The case against BMI as being the go-to metic for a healthy weight has been brewing for some time, with NFL star Tom Brady and NBA veteran Paul Pearce famously nudging the ‘obese’ category, and a study from earlier in 2016 finding that 34.4 million ‘overweight’ and 19.8 million ‘obese’ Americans were actually healthy, based on a range of cardio-metabolic health markers.
Quite simply, it looks like the body mass index is flawed.
"In the overweight BMI category, 47 percent are perfectly healthy," said Jeffrey Hunger from the University of California, Santa Barbara, who was part of the earlier study showing American ‘overweight and ‘obese’ people were healthy.
"So to be using BMI as a health proxy - particularly for everyone within that category - is simply incorrect. Our study should be the final nail in the coffin for BMI."
On top of that, the shift that Nordestgaard and his team found in their Danish study could signify how many of the health risks associated with a higher weight, such as high cholesterol and high blood pressure, are more effectively diagnosed and treated now than they were 40 years ago.
"So maybe you can be overweight if you have [these conditions] treated," he told Esther Landhuis at Science News at the time.
The study does have its limitations - while the 100,000 people analysed are considered to be a good representation of the population of Copenhagen, it consisted of mostly white people, so we can’t say what these results could mean for people with other backgrounds.
"A substantial fraction of Asians, for instance, develop type 2 diabetes and heart disease despite having BMIs lower than the existing cut-off point for being overweight," Landhuis pointed out.
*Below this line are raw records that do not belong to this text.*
//! guild-core - Core types and traits for the guild site backend
//!
//! This crate holds the character cache data model and the narrow
//! update/query contract (`CharacterStore`) that the proxy side channel
//! writes through and the leaderboard endpoints read from. Storage engines
//! live in their own crates; an in-memory store is provided here for
//! database-less deployments and tests.

pub mod error;
pub mod memory;
pub mod models;
pub mod store;

pub use error::{StoreError, StoreResult};
pub use memory::InMemoryCharacterStore;
pub use models::{CharacterKey, CharacterRecord, StatField};
pub use store::{CharacterStore, DEFAULT_ACHIEVEMENT_LIMIT, DEFAULT_ITEM_LEVEL_LIMIT};
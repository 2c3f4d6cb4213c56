//! Per-route request/response hooks and the context they observe

use axum::http::{HeaderMap, HeaderValue, Method, StatusCode};
use bytes::Bytes;
use url::Url;

/// Everything known about one inbound request once it has been resolved
/// against its route. Lives for a single request/response cycle.
#[derive(Debug, Clone)]
pub struct ProxyRequestContext {
    pub route: String,
    pub method: Method,
    /// Inbound path and query, before rewriting
    pub inbound: String,
    /// Inbound headers as received
    pub headers: HeaderMap,
    pub body: Bytes,
    pub target: Url,
    pub namespace: String,
    pub authenticated: bool,
}

/// Upstream response as seen by the side channel
#[derive(Debug, Clone)]
pub struct UpstreamResponseMeta {
    pub status: StatusCode,
    pub headers: HeaderMap,
    pub target: Url,
    pub inbound: String,
    /// Length of the accumulated body, if it completed within limits
    pub body_len: Option<usize>,
}

/// Route-level extension points.
///
/// All methods default to no-ops so hooks only implement what they need.
pub trait ProxyHook: Send + Sync {
    /// Edit outbound headers after the proxy has set its own
    fn on_proxy_request(&self, _ctx: &ProxyRequestContext, _outbound: &mut HeaderMap) {}

    /// Edit client-facing headers before the body starts streaming
    fn on_proxy_response_headers(&self, _status: StatusCode, _headers: &mut HeaderMap) {}

    /// Inspect the finished response (runs on the side channel)
    fn on_proxy_response(&self, _meta: &UpstreamResponseMeta) {}
}

/// Adds CORS headers to responses from asset hosts that omit them
#[derive(Debug, Clone)]
pub struct CorsHeaders {
    allow_origin: HeaderValue,
}

impl CorsHeaders {
    pub fn new(allow_origin: HeaderValue) -> Self {
        Self { allow_origin }
    }
}

impl ProxyHook for CorsHeaders {
    fn on_proxy_response_headers(&self, _status: StatusCode, headers: &mut HeaderMap) {
        headers.insert(
            axum::http::header::ACCESS_CONTROL_ALLOW_ORIGIN,
            self.allow_origin.clone(),
        );
        headers.insert(
            axum::http::header::ACCESS_CONTROL_ALLOW_METHODS,
            HeaderValue::from_static("GET, OPTIONS"),
        );
        headers.insert(
            axum::http::header::ACCESS_CONTROL_ALLOW_HEADERS,
            HeaderValue::from_static("Origin, X-Requested-With, Content-Type, Accept"),
        );
    }
}

#[cfg(test)]
mod tests {
    use super::*;

    #[test]
    fn test_cors_headers_overwrite_upstream_values() {
        let hook = CorsHeaders::new(HeaderValue::from_static("http://localhost:3000"));
        let mut headers = HeaderMap::new();
        headers.insert(
            axum::http::header::ACCESS_CONTROL_ALLOW_ORIGIN,
            HeaderValue::from_static("*"),
        );

        hook.on_proxy_response_headers(StatusCode::OK, &mut headers);

        assert_eq!(headers["access-control-allow-origin"], "http://localhost:3000");
        assert_eq!(headers["access-control-allow-methods"], "GET, OPTIONS");
        assert!(headers.contains_key("access-control-allow-headers"));
    }
}
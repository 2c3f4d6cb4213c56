//! CharacterStore trait - the update/query contract for cached characters

use async_trait::async_trait;

use crate::error::StoreResult;
use crate::models::{CharacterKey, CharacterRecord, StatField};

/// Default `limit` for the achievement points leaderboard
pub const DEFAULT_ACHIEVEMENT_LIMIT: usize = 12;
/// Default `limit` for the equipped item level leaderboard
pub const DEFAULT_ITEM_LEVEL_LIMIT: usize = 10;

/// Persistent store of cached character stats.
///
/// Every upsert finds the record by key or creates it, sets exactly one
/// field plus a refreshed `last_updated`, and returns the updated record.
/// Implementations must make each upsert atomic per key; there is no
/// ordering between concurrent upserts for the same key (last write wins
/// per field).
#[async_trait]
pub trait CharacterStore: Send + Sync {
    /// Set a single stat field on the record for `key`
    async fn upsert_stat(
        &self,
        key: &CharacterKey,
        field: StatField,
        value: i64,
    ) -> StoreResult<CharacterRecord>;

    /// Set the guild membership flag on the record for `key`
    async fn upsert_removed(&self, key: &CharacterKey, removed: bool)
        -> StoreResult<CharacterRecord>;

    /// Fetch a single record
    async fn get(&self, key: &CharacterKey) -> StoreResult<Option<CharacterRecord>>;

    /// Records with `removed = false`, ordered descending by `field`,
    /// truncated to `limit`. Records missing the stat sort last.
    async fn top_by(&self, field: StatField, limit: usize) -> StoreResult<Vec<CharacterRecord>>;

    async fn upsert_achievement_points(
        &self,
        key: &CharacterKey,
        value: i64,
    ) -> StoreResult<CharacterRecord> {
        self.upsert_stat(key, StatField::AchievementPoints, value)
            .await
    }

    async fn upsert_equipped_item_level(
        &self,
        key: &CharacterKey,
        value: i64,
    ) -> StoreResult<CharacterRecord> {
        self.upsert_stat(key, StatField::EquippedItemLevel, value)
            .await
    }

    async fn top_by_achievement_points(&self, limit: usize) -> StoreResult<Vec<CharacterRecord>> {
        self.top_by(StatField::AchievementPoints, limit).await
    }

    async fn top_by_equipped_item_level(&self, limit: usize) -> StoreResult<Vec<CharacterRecord>> {
        self.top_by(StatField::EquippedItemLevel, limit).await
    }
}
//! Upstream namespace selection by path prefix

/// Header carrying the resolved namespace
pub const NAMESPACE_HEADER: &str = "battlenet-namespace";

/// Namespace used when no registered prefix matches
pub const DEFAULT_NAMESPACE: &str = "profile-classic-us";

/// Maps path prefixes to namespace values.
///
/// Prefixes are checked in registration order and the first match wins,
/// so overlapping prefixes must be registered most-specific first.
#[derive(Debug, Clone)]
pub struct NamespaceResolver {
    prefixes: Vec<(String, String)>,
    default: String,
}

impl Default for NamespaceResolver {
    fn default() -> Self {
        Self::new(DEFAULT_NAMESPACE)
    }
}

impl NamespaceResolver {
    pub fn new(default: impl Into<String>) -> Self {
        Self {
            prefixes: Vec::new(),
            default: default.into(),
        }
    }

    /// Resolver with the game-data prefixes the site uses
    pub fn with_builtin_prefixes() -> Self {
        Self::default()
            .with_prefix("/data/wow/item-appearance", "static-us")
            .with_prefix("/data/wow/item", "static-us")
            .with_prefix("/data/wow/achievement", "static-classic-us")
            .with_prefix("/data/wow/media", "static-classic-us")
    }

    pub fn with_prefix(mut self, prefix: impl Into<String>, namespace: impl Into<String>) -> Self {
        self.register(prefix, namespace);
        self
    }

    pub fn register(&mut self, prefix: impl Into<String>, namespace: impl Into<String>) {
        self.prefixes.push((prefix.into(), namespace.into()));
    }

    pub fn resolve(&self, path: &str) -> &str {
        self.prefixes
            .iter()
            .find(|(prefix, _)| path.starts_with(prefix.as_str()))
            .map(|(_, namespace)| namespace.as_str())
            .unwrap_or(self.default.as_str())
    }

    pub fn default_namespace(&self) -> &str {
        &self.default
    }
}

#[cfg(test)]
mod tests {
    use super::*;

    #[test]
    fn test_unregistered_prefix_falls_back_to_default() {
        let resolver = NamespaceResolver::default()
            .with_prefix("/data/wow/item", "static-us")
            .with_prefix("/data/wow/item-appearance", "static-us");

        assert_eq!(
            resolver.resolve("/data/wow/guild/arugal/low-calibre/roster"),
            DEFAULT_NAMESPACE
        );
    }

    #[test]
    fn test_first_registered_prefix_wins() {
        let resolver = NamespaceResolver::default()
            .with_prefix("/data/wow/item-appearance", "appearance-ns")
            .with_prefix("/data/wow/item", "item-ns");

        assert_eq!(resolver.resolve("/data/wow/item-appearance/5"), "appearance-ns");
        assert_eq!(resolver.resolve("/data/wow/item/19019"), "item-ns");
    }

    #[test]
    fn test_builtin_prefixes() {
        let resolver = NamespaceResolver::with_builtin_prefixes();
        assert_eq!(resolver.resolve("/data/wow/item/19019"), "static-us");
        assert_eq!(resolver.resolve("/data/wow/media/item/1"), "static-classic-us");
        assert_eq!(resolver.resolve("/profile/wow/character/arugal/foo"), "profile-classic-us");
    }
}
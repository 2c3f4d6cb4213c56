//! Leaderboard handlers
//!
//! Supports:
//! - GET /api/guild/top-characters/achievement-points?limit=N
//! - GET /api/guild/top-characters/equipped-item-level?limit=N
//!
//! Both are sorted reads over non-removed cached characters.

use axum::extract::{Query, State};
use axum::Json;
use guild_core::{
    CharacterRecord, StatField, DEFAULT_ACHIEVEMENT_LIMIT, DEFAULT_ITEM_LEVEL_LIMIT,
};
use serde::Deserialize;

use crate::error::ApiError;
use crate::state::AppState;

/// Upper bound on `limit`
pub const MAX_LIMIT: usize = 100;

#[derive(Deserialize, Default)]
pub struct LimitQuery {
    /// Kept as text so a malformed value falls back to the default
    pub limit: Option<String>,
}

impl LimitQuery {
    /// Requested limit, or `default` when missing, unparsable or zero
    pub fn resolve(&self, default: usize) -> usize {
        self.limit
            .as_deref()
            .and_then(|raw| raw.trim().parse::<usize>().ok())
            .filter(|&n| n > 0)
            .map_or(default, |n| n.min(MAX_LIMIT))
    }
}

/// GET /api/guild/top-characters/achievement-points
pub async fn top_by_achievement_points(
    State(state): State<AppState>,
    Query(query): Query<LimitQuery>,
) -> Result<Json<Vec<CharacterRecord>>, ApiError> {
    let limit = query.resolve(DEFAULT_ACHIEVEMENT_LIMIT);
    let records = state.store().top_by_achievement_points(limit).await?;
    Ok(leaderboard(StatField::AchievementPoints, limit, records))
}

/// GET /api/guild/top-characters/equipped-item-level
pub async fn top_by_equipped_item_level(
    State(state): State<AppState>,
    Query(query): Query<LimitQuery>,
) -> Result<Json<Vec<CharacterRecord>>, ApiError> {
    let limit = query.resolve(DEFAULT_ITEM_LEVEL_LIMIT);
    let records = state
        .store()
        .top_by_equipped_item_level(limit)
        .await
        .map_err(|e| ApiError::store(e, "Failed to fetch top characters by equipped item level"))?;
    Ok(leaderboard(StatField::EquippedItemLevel, limit, records))
}

fn leaderboard(
    field: StatField,
    limit: usize,
    records: Vec<CharacterRecord>,
) -> Json<Vec<CharacterRecord>> {
    tracing::debug!(field = field.column(), limit, count = records.len(), "Leaderboard read");
    Json(records)
}

#[cfg(test)]
mod tests {
    use super::*;

    fn query(raw: Option<&str>) -> LimitQuery {
        LimitQuery {
            limit: raw.map(str::to_string),
        }
    }

    #[test]
    fn test_limit_defaults_when_missing_invalid_or_zero() {
        assert_eq!(query(None).resolve(12), 12);
        assert_eq!(query(Some("abc")).resolve(12), 12);
        assert_eq!(query(Some("-3")).resolve(10), 10);
        assert_eq!(query(Some("0")).resolve(10), 10);
    }

    #[test]
    fn test_limit_is_clamped() {
        assert_eq!(query(Some("5")).resolve(12), 5);
        assert_eq!(query(Some("5000")).resolve(12), MAX_LIMIT);
    }
}
//! API error types and conversions

use axum::http::StatusCode;
use axum::response::{IntoResponse, Response};
use axum::Json;
use guild_core::StoreError;
use serde::Serialize;
use thiserror::Error;

/// API error type that converts to HTTP responses
#[derive(Error, Debug)]
pub enum ApiError {
    /// 404 Not Found
    #[error("{0}")]
    NotFound(String),
    /// 500 Internal Server Error reported to the caller as `message`
    #[error("{message}")]
    Store { message: String, source: StoreError },
}

/// Error body shared with the proxy routes
#[derive(Serialize)]
struct ErrorResponse {
    error: String,
}

impl IntoResponse for ApiError {
    fn into_response(self) -> Response {
        let (status, message) = match self {
            ApiError::NotFound(msg) => {
                tracing::debug!(%msg, "API client error");
                (StatusCode::NOT_FOUND, msg)
            }
            ApiError::Store { message, source } => {
                tracing::error!(error = %source, %message, "Character store query failed");
                (StatusCode::INTERNAL_SERVER_ERROR, message)
            }
        };

        (status, Json(ErrorResponse { error: message })).into_response()
    }
}

impl ApiError {
    /// Persistence failure reported to the caller as `message`
    pub fn store(source: StoreError, message: &str) -> Self {
        ApiError::Store {
            message: message.to_string(),
            source,
        }
    }
}

impl From<StoreError> for ApiError {
    fn from(err: StoreError) -> Self {
        ApiError::store(err, "Failed to fetch top characters")
    }
}

#[cfg(test)]
mod tests {
    use axum::body;

    use super::*;

    async fn body_json(response: Response) -> serde_json::Value {
        let bytes = body::to_bytes(response.into_body(), usize::MAX).await.unwrap();
        serde_json::from_slice(&bytes).unwrap()
    }

    #[tokio::test]
    async fn test_store_error_hides_cause_from_caller() {
        let err = ApiError::store(
            StoreError::Database("connection reset".to_string()),
            "Failed to fetch top characters by equipped item level",
        );
        assert!(matches!(
            &err,
            ApiError::Store {
                source: StoreError::Database(_),
                ..
            }
        ));

        let response = err.into_response();
        assert_eq!(response.status(), StatusCode::INTERNAL_SERVER_ERROR);
        assert_eq!(
            body_json(response).await,
            serde_json::json!({
                "error": "Failed to fetch top characters by equipped item level"
            })
        );
    }

    #[tokio::test]
    async fn test_store_error_conversion_uses_generic_message() {
        let err: ApiError = StoreError::Database("boom".to_string()).into();
        let response = err.into_response();
        assert_eq!(response.status(), StatusCode::INTERNAL_SERVER_ERROR);
        assert_eq!(body_json(response).await["error"], "Failed to fetch top characters");
    }
}
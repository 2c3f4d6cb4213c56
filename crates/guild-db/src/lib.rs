//! guild-db - PostgreSQL storage for cached characters
//!
//! Implements `CharacterStore` on top of a `sqlx` connection pool. Upserts
//! are single `INSERT .. ON CONFLICT (name, realm) DO UPDATE` statements, so
//! the uniqueness constraint on the pair is what makes them atomic per key.

mod repo;

pub use repo::PgCharacterStore;

use sqlx::postgres::PgPoolOptions;

pub type DbPool = sqlx::PgPool;

/// Create a connection pool from a database URL.
pub async fn create_pool(database_url: &str, max_connections: u32) -> Result<DbPool, sqlx::Error> {
    PgPoolOptions::new()
        .max_connections(max_connections)
        .connect(database_url)
        .await
}

/// Apply the embedded schema migrations.
pub async fn run_migrations(pool: &DbPool) -> Result<(), sqlx::migrate::MigrateError> {
    sqlx::migrate!("./migrations").run(pool).await
}

/// Verify the pool can reach the database.
pub async fn health_check(pool: &DbPool) -> Result<(), sqlx::Error> {
    sqlx::query("SELECT 1").execute(pool).await?;
    Ok(())
}
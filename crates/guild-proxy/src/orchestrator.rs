//! ProxyOrchestrator - one configured `/api/<name>` route
//!
//! Per request: rewrite path, resolve target, attach token and namespace,
//! forward, then stream the upstream response to the caller while a
//! detached side-channel task inspects a copy of the body.

use std::fmt;
use std::sync::Arc;
use std::time::Duration;

use axum::body::{self, Body};
use axum::extract::Request;
use axum::http::header::{self, HeaderMap, HeaderValue};
use axum::http::StatusCode;
use axum::response::{IntoResponse, Response};
use tracing::{debug, error, info};

use crate::error::ProxyError;
use crate::hooks::{ProxyHook, ProxyRequestContext, UpstreamResponseMeta};
use crate::namespace::{NamespaceResolver, NAMESPACE_HEADER};
use crate::profile::character_from_path;
use crate::rewrite::{PathRewriter, RewriteRule};
use crate::side_channel::SideChannel;
use crate::tee::TeeStream;
use crate::token::TokenCache;
use crate::updater::CharacterCacheUpdater;
use crate::upstream::{
    client_response_headers, forwardable_request_headers, UpstreamClient, UpstreamOptions,
};

/// Static description of one proxied route
#[derive(Debug, Clone)]
pub struct RouteConfig {
    /// Mount name; the route serves `/api/<name>`
    pub name: String,
    /// Upstream base URL
    pub target: String,
    /// Overwrite `Host` with the upstream host
    pub change_origin: bool,
    /// Validate upstream TLS certificates
    pub secure: bool,
    /// Attach a bearer token from the shared `TokenCache`
    pub requires_auth: bool,
    pub path_rewrite: Vec<RewriteRule>,
}

impl RouteConfig {
    /// Route mounted at `/api/<name>` whose prefix is stripped before forwarding
    pub fn mounted(name: &str, target: &str) -> Result<Self, regex::Error> {
        Ok(Self {
            name: name.to_string(),
            target: target.to_string(),
            change_origin: true,
            secure: true,
            requires_auth: false,
            path_rewrite: vec![RewriteRule::new(
                &format!("^/api/{}", regex::escape(name)),
                "",
            )?],
        })
    }

    pub fn mount_path(&self) -> String {
        format!("/api/{}", self.name)
    }
}

/// Size and time bounds shared by all routes
#[derive(Debug, Clone, Copy)]
pub struct ProxyLimits {
    /// Largest inbound body accepted for forwarding
    pub max_body_bytes: usize,
    /// Largest upstream body kept for side-channel inspection
    pub side_channel_max_bytes: usize,
    /// How long the side channel waits for the body to finish
    pub side_channel_timeout: Duration,
}

impl Default for ProxyLimits {
    fn default() -> Self {
        Self {
            max_body_bytes: 1024 * 1024,
            side_channel_max_bytes: 8 * 1024 * 1024,
            side_channel_timeout: Duration::from_secs(30),
        }
    }
}

/// Debug view of a header map with credentials masked
struct Redacted<'a>(&'a HeaderMap);

impl fmt::Debug for Redacted<'_> {
    fn fmt(&self, f: &mut fmt::Formatter<'_>) -> fmt::Result {
        let mut map = f.debug_map();
        for (name, value) in self.0 {
            if name == header::AUTHORIZATION || name == header::COOKIE {
                map.entry(&name.as_str(), &"<redacted>");
            } else {
                map.entry(&name.as_str(), &value);
            }
        }
        map.finish()
    }
}

pub struct ProxyOrchestrator {
    name: String,
    change_origin: bool,
    requires_auth: bool,
    rewriter: PathRewriter,
    upstream: UpstreamClient,
    namespaces: Arc<NamespaceResolver>,
    tokens: Option<Arc<TokenCache>>,
    updater: Option<Arc<CharacterCacheUpdater>>,
    hooks: Vec<Arc<dyn ProxyHook>>,
    limits: ProxyLimits,
}

impl ProxyOrchestrator {
    pub fn new(
        route: RouteConfig,
        options: UpstreamOptions,
        namespaces: Arc<NamespaceResolver>,
        limits: ProxyLimits,
    ) -> Result<Self, ProxyError> {
        let upstream = UpstreamClient::new(
            &route.target,
            UpstreamOptions {
                secure: route.secure,
                ..options
            },
        )?;

        Ok(Self {
            name: route.name,
            change_origin: route.change_origin,
            requires_auth: route.requires_auth,
            rewriter: PathRewriter::new(route.path_rewrite),
            upstream,
            namespaces,
            tokens: None,
            updater: None,
            hooks: Vec::new(),
            limits,
        })
    }

    pub fn with_token_cache(mut self, tokens: Arc<TokenCache>) -> Self {
        self.tokens = Some(tokens);
        self
    }

    pub fn with_cache_updater(mut self, updater: Arc<CharacterCacheUpdater>) -> Self {
        self.updater = Some(updater);
        self
    }

    pub fn with_hook(mut self, hook: Arc<dyn ProxyHook>) -> Self {
        self.hooks.push(hook);
        self
    }

    pub fn name(&self) -> &str {
        &self.name
    }

    pub fn mount_path(&self) -> String {
        format!("/api/{}", self.name)
    }

    pub fn upstream(&self) -> &UpstreamClient {
        &self.upstream
    }

    /// Proxy one inbound request. Failures before the upstream responds
    /// become a JSON error response; nothing here panics or propagates.
    pub async fn handle(&self, request: Request) -> Response {
        match self.proxy(request).await {
            Ok(response) => response,
            Err(e) => e.into_response(),
        }
    }

    async fn proxy(&self, request: Request) -> Result<Response, ProxyError> {
        let (parts, body) = request.into_parts();
        let inbound = parts
            .uri
            .path_and_query()
            .map(|pq| pq.as_str().to_string())
            .unwrap_or_else(|| parts.uri.path().to_string());

        info!(
            route = %self.name,
            method = %parts.method,
            path = %inbound,
            "Incoming proxy request"
        );
        debug!(route = %self.name, headers = ?Redacted(&parts.headers), "Inbound headers");

        let body = body::to_bytes(body, self.limits.max_body_bytes)
            .await
            .map_err(|_| ProxyError::BodyTooLarge)?;

        let rewritten = self.rewriter.rewrite(&inbound);
        let target = self.upstream.target_url(&rewritten)?;
        debug!(route = %self.name, target = %target, "Proxying");

        let mut headers = forwardable_request_headers(&parts.headers);
        if self.change_origin {
            if let Some(host) = self.upstream.host_header() {
                headers.insert(header::HOST, host);
            }
        }

        let token = if self.requires_auth {
            let token = self.bearer_token().await?;
            let value = HeaderValue::from_str(&format!("Bearer {}", token)).map_err(|_| {
                ProxyError::CredentialExchange("token is not a valid header value".to_string())
            })?;
            headers.insert(header::AUTHORIZATION, value);
            Some(token)
        } else {
            None
        };

        let namespace = self.namespaces.resolve(&rewritten).to_string();
        let namespace_value = HeaderValue::from_str(&namespace)
            .map_err(|_| ProxyError::Configuration(format!("invalid namespace: {}", namespace)))?;
        headers.insert(NAMESPACE_HEADER, namespace_value);
        headers.insert(header::ACCEPT_ENCODING, HeaderValue::from_static("identity"));
        headers.insert(header::ACCEPT, HeaderValue::from_static("application/json"));

        let ctx = ProxyRequestContext {
            route: self.name.clone(),
            method: parts.method.clone(),
            inbound: inbound.clone(),
            headers: parts.headers,
            body: body.clone(),
            target: target.clone(),
            namespace,
            authenticated: token.is_some(),
        };
        for hook in &self.hooks {
            hook.on_proxy_request(&ctx, &mut headers);
        }

        let upstream = self
            .upstream
            .send(parts.method, target.clone(), headers, body)
            .await
            .inspect_err(|e| {
                error!(
                    route = %self.name,
                    target = %target,
                    error = %e,
                    "Upstream request error"
                )
            })?;

        let status = upstream.status();
        info!(route = %self.name, status = status.as_u16(), "Received upstream response");

        if status == StatusCode::UNAUTHORIZED {
            if let (Some(tokens), Some(token)) = (&self.tokens, &token) {
                tokens.invalidate(token);
            }
        }

        let upstream_headers = upstream.headers().clone();
        let mut client_headers = client_response_headers(&upstream_headers);
        for hook in &self.hooks {
            hook.on_proxy_response_headers(status, &mut client_headers);
        }

        let (tee, body_rx) = TeeStream::new(
            Box::pin(upstream.bytes_stream()),
            self.limits.side_channel_max_bytes,
        );

        let side_channel = SideChannel {
            route: self.name.clone(),
            meta: UpstreamResponseMeta {
                status,
                headers: upstream_headers,
                target,
                inbound: inbound.clone(),
                body_len: None,
            },
            character: (status == StatusCode::OK)
                .then(|| character_from_path(&inbound))
                .flatten(),
            updater: self.updater.clone(),
            hooks: self.hooks.clone(),
            timeout: self.limits.side_channel_timeout,
        };
        tokio::spawn(side_channel.run(body_rx));

        let mut response = Response::new(Body::from_stream(tee));
        *response.status_mut() = status;
        *response.headers_mut() = client_headers;
        Ok(response)
    }

    async fn bearer_token(&self) -> Result<String, ProxyError> {
        let tokens = self.tokens.as_ref().ok_or_else(|| {
            ProxyError::Configuration(format!("route '{}' has no token cache", self.name))
        })?;
        tokens.get_token().await.map_err(|e| {
            error!(route = %self.name, error = %e, "Failed to get access token");
            ProxyError::from(e)
        })
    }
}

#[cfg(test)]
mod tests {
    use super::*;

    fn orchestrator(route: RouteConfig) -> ProxyOrchestrator {
        ProxyOrchestrator::new(
            route,
            UpstreamOptions::default(),
            Arc::new(NamespaceResolver::default()),
            ProxyLimits::default(),
        )
        .unwrap()
    }

    #[test]
    fn test_mounted_route_strips_its_prefix() {
        let route = RouteConfig::mounted("wow", "https://us.api.blizzard.com").unwrap();
        assert_eq!(route.mount_path(), "/api/wow");
        let rewriter = PathRewriter::new(route.path_rewrite.clone());
        assert_eq!(rewriter.rewrite("/api/wow/data/wow/item/1"), "/data/wow/item/1");
    }

    #[tokio::test]
    async fn test_auth_route_without_token_cache_is_configuration_error() {
        let mut route = RouteConfig::mounted("wow", "http://127.0.0.1:9").unwrap();
        route.requires_auth = true;
        let proxy = orchestrator(route);

        let response = proxy
            .handle(
                axum::http::Request::builder()
                    .uri("/api/wow/profile/wow/character/arugal/foo")
                    .body(Body::empty())
                    .unwrap(),
            )
            .await;

        assert_eq!(response.status(), StatusCode::INTERNAL_SERVER_ERROR);
        let bytes = body::to_bytes(response.into_body(), 1024).await.unwrap();
        let json: serde_json::Value = serde_json::from_slice(&bytes).unwrap();
        assert_eq!(json["error"], "Failed to authenticate with upstream API");
    }

    #[tokio::test]
    async fn test_oversized_body_is_rejected_before_forwarding() {
        let route = RouteConfig::mounted("zamimg", "http://127.0.0.1:9").unwrap();
        let proxy = ProxyOrchestrator::new(
            route,
            UpstreamOptions::default(),
            Arc::new(NamespaceResolver::default()),
            ProxyLimits {
                max_body_bytes: 4,
                ..ProxyLimits::default()
            },
        )
        .unwrap();

        let response = proxy
            .handle(
                axum::http::Request::builder()
                    .method("POST")
                    .uri("/api/zamimg/upload")
                    .body(Body::from("too large"))
                    .unwrap(),
            )
            .await;
        assert_eq!(response.status(), StatusCode::PAYLOAD_TOO_LARGE);
    }
}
But it does agree with what a number of studies have been suggesting - how long a person lives is far more complicated than the ratio of kilos to cm on their frame.
As Landhuis explained:
"In one study of type 2 diabetes patients, those with normal weight when diagnosed were more likely to die than those who were overweight or obese. And a 2013 meta-analysis of 97 studies found that being overweight was associated with lower risk of death than having a normal BMI - a surprising finding that echoed a 2005 study by the same researchers."
Hopefully, as more studies like these are published, we’ll take a more personalised approach to health in the coming decades, so we don’t end up focusing on the wrong things when it comes to what’s best for an individual.